We’ve yet to consider the matter of court. Would a trial be possible? Luckily, you may not have to worry about that as it’s estimated that around 90-95% of divorces rarely get to the point of court proceedings. However, if there comes a point where neither side is agreeing on a settlement and there have been several rounds of negotiations, a court could be a possible option.
Should you litigate or settle your divorce? Four Questions to Help You Decide.
Ask yourself the following four questions:
1. What divorce issues do you and your partner disagree on?
If your disagreements revolve around spousal support and child custody, these can easily be resolved through expert negotiations.
However, if disagreements are more complicated than this and there’s disagreement around who should have sole custody without the other spouse visiting or whether spousal support is required these may be issues worth sorting out in the court.

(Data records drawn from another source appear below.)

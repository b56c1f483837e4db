use axum::{Json, extract::rejection::JsonRejection};
use ideabox_core::ErrorCode;
use ideabox_types::password::{PasswordValidation, validate_password};
use serde::Deserialize;

use crate::envelope::{ApiError, ApiResponse};

#[derive(Debug, Deserialize)]
pub struct PasswordInput {
    #[serde(default)]
    password: Option<String>,
}

pub async fn password_strength(
    payload: Result<Json<PasswordInput>, JsonRejection>,
) -> Result<ApiResponse<PasswordValidation>, ApiError> {
    let Json(input) = payload?;
    let password = input
        .password
        .ok_or_else(|| ApiError::bad_request(ErrorCode::InvalidRequest, "密码是必需的"))?;
    Ok(ApiResponse(validate_password(&password)))
}
//! Static model table and provider identifiers.
//!
//! Every selectable model is described by a `'static` [`ModelDescriptor`]
//! living in [`MODEL_TABLE`]. Nothing here is ever mutated; the
//! [`ModelRegistry`](crate::registry::ModelRegistry) filters the table by the
//! credentials present at start-up.
//!
//! # Adding more models
//!
//! 1. Append a descriptor to [`MODEL_TABLE`]. Declaration order within one
//!    provider is the order callers see in the model list.
//! 2. If the model belongs to a new upstream, add a [`ProviderId`] variant and
//!    an adapter in `ideabox-providers`; the compiler points at every match
//!    that needs the new arm.

use std::fmt::{self, Display};

use serde::{Deserialize, Serialize};

/// Closed set of upstream LLM providers.
#[derive(Debug, Clone, Copy, PartialEq, Eq, Hash, Serialize, Deserialize)]
#[serde(rename_all = "lowercase")]
pub enum ProviderId {
    /// DeepSeek, OpenAI-compatible chat completions.
    DeepSeek,
    /// Alibaba Cloud DashScope (通义千问).
    Tongyi,
}

impl ProviderId {
    /// Declaration order used when listing models.
    pub const ALL: [ProviderId; 2] = [ProviderId::DeepSeek, ProviderId::Tongyi];

    /// Wire tag (`"deepseek"` / `"tongyi"`).
    pub fn as_str(self) -> &'static str {
        match self {
            ProviderId::DeepSeek => "deepseek",
            ProviderId::Tongyi => "tongyi",
        }
    }

    /// Human-readable name used in error messages.
    pub fn display_name(self) -> &'static str {
        match self {
            ProviderId::DeepSeek => "DeepSeek",
            ProviderId::Tongyi => "Tongyi",
        }
    }

    /// Environment variable holding the provider's API key.
    pub fn credential_env(self) -> &'static str {
        match self {
            ProviderId::DeepSeek => "DEEPSEEK_API_KEY",
            ProviderId::Tongyi => "TONGYI_API_KEY",
        }
    }

    /// Environment variable that may override the provider's base URL.
    pub fn base_url_env(self) -> &'static str {
        match self {
            ProviderId::DeepSeek => "DEEPSEEK_BASE_URL",
            ProviderId::Tongyi => "TONGYI_BASE_URL",
        }
    }

    pub fn default_base_url(self) -> &'static str {
        match self {
            ProviderId::DeepSeek => "https://api.deepseek.com/v1",
            ProviderId::Tongyi => "https://dashscope.aliyuncs.com/api/v1",
        }
    }
}

impl Display for ProviderId {
    fn fmt(&self, f: &mut fmt::Formatter<'_>) -> fmt::Result {
        f.write_str(self.as_str())
    }
}

/// Immutable metadata for one selectable model.
#[derive(Debug, Clone, Copy, PartialEq, Serialize)]
#[serde(rename_all = "camelCase")]
pub struct ModelDescriptor {
    /// Display name shown in the model picker.
    pub name: &'static str,
    pub provider: ProviderId,
    /// Identifier sent to the provider (`"qwen-plus"`, `"deepseek-chat"`, …).
    pub model: &'static str,
    pub max_tokens: u32,
    pub temperature: f64,
    pub top_p: f64,
    pub frequency_penalty: f64,
    pub presence_penalty: f64,
}

pub const DEEPSEEK_CHAT: ModelDescriptor = ModelDescriptor {
    name: "DeepSeek Chat",
    provider: ProviderId::DeepSeek,
    model: "deepseek-chat",
    max_tokens: 4096,
    temperature: 0.7,
    top_p: 0.9,
    frequency_penalty: 0.0,
    presence_penalty: 0.0,
};

pub const DEEPSEEK_CODER: ModelDescriptor = ModelDescriptor {
    name: "DeepSeek Coder",
    provider: ProviderId::DeepSeek,
    model: "deepseek-coder",
    max_tokens: 4096,
    temperature: 0.2,
    top_p: 0.9,
    frequency_penalty: 0.0,
    presence_penalty: 0.0,
};

pub const QWEN_TURBO: ModelDescriptor = ModelDescriptor {
    name: "通义千问 Turbo",
    provider: ProviderId::Tongyi,
    model: "qwen-turbo",
    max_tokens: 4096,
    temperature: 0.7,
    top_p: 0.9,
    frequency_penalty: 0.0,
    presence_penalty: 0.0,
};

pub const QWEN_PLUS: ModelDescriptor = ModelDescriptor {
    name: "通义千问 Plus",
    provider: ProviderId::Tongyi,
    model: "qwen-plus",
    max_tokens: 8192,
    temperature: 0.7,
    top_p: 0.9,
    frequency_penalty: 0.0,
    presence_penalty: 0.0,
};

pub const QWEN_MAX: ModelDescriptor = ModelDescriptor {
    name: "通义千问 Max",
    provider: ProviderId::Tongyi,
    model: "qwen-max",
    max_tokens: 8192,
    temperature: 0.7,
    top_p: 0.9,
    frequency_penalty: 0.0,
    presence_penalty: 0.0,
};

/// Every known model, grouped by provider in [`ProviderId::ALL`] order.
pub static MODEL_TABLE: [ModelDescriptor; 5] =
    [DEEPSEEK_CHAT, DEEPSEEK_CODER, QWEN_TURBO, QWEN_PLUS, QWEN_MAX];

/// Returned by [`ModelRegistry::pick_default`](crate::registry::ModelRegistry::pick_default)
/// when nothing is configured. Never dispatched.
pub static FALLBACK_MODEL: ModelDescriptor = QWEN_TURBO;

/// Iterate the table entries belonging to `provider`, in declaration order.
pub fn models_of(provider: ProviderId) -> impl Iterator<Item = &'static ModelDescriptor> {
    MODEL_TABLE.iter().filter(move |m| m.provider == provider)
}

Essentially, you need to work out whether the discussions could eventually come to a conclusion or whether there’s absolutely no room for negotiation whatsoever. If the negotiations are completely off the mark with what you’re arguing for, a judge may be an option for you. It’s worth noting that litigation can be expensive, especially when you have to consider that advice and fees need to be paid for litigation solicitors as well as putting in a claim in the first place. So you need to be sure that the points you’re arguing for are worth the time and effort.
2. Will the time and expense of the trial be worth it?
There’s a possibility that you would lose out more time going to court and sending the divorce to trial than by agreeing to your partner’s terms. Additionally, there’s a chance that what you come out with after court may not be the as attractive compared to what your partner was initially offering.
We’re not saying that you should settle just for the sake of it, but gain an understanding of where you stand. If you feel the time and expense is worth going to trial with a strong chance of getting the right decision for you, litigation would definitely be an option for you, but if there’s any doubt you should consider settling.
3. The stress of a trial will likely affect your family – can you go through with it?
Trials can bring extreme emotional stress and, particularly if you have children. Consider whether you and the people you love should go through the stress divorce court as it’s likely to be a major emotional rollercoaster.
4. The judge won’t know you – will that be risky for your case?
Most judges are completely impartial when it comes to making a decision over divorce proceedings. So, what they hear in court will be all the information they have to go off. Whatever conclusion that the judge comes to will be the final decision unless you have a reason to file an appeal.
It’s unfortunate to think that your divorce has got to this stage but if you have no choice, you may need to go to trial rather than settle your divorce. If there’s a chance that your husband is abusive or stubborn, or that there is something they’re hiding then going to court in front of a judge may be the best option for you.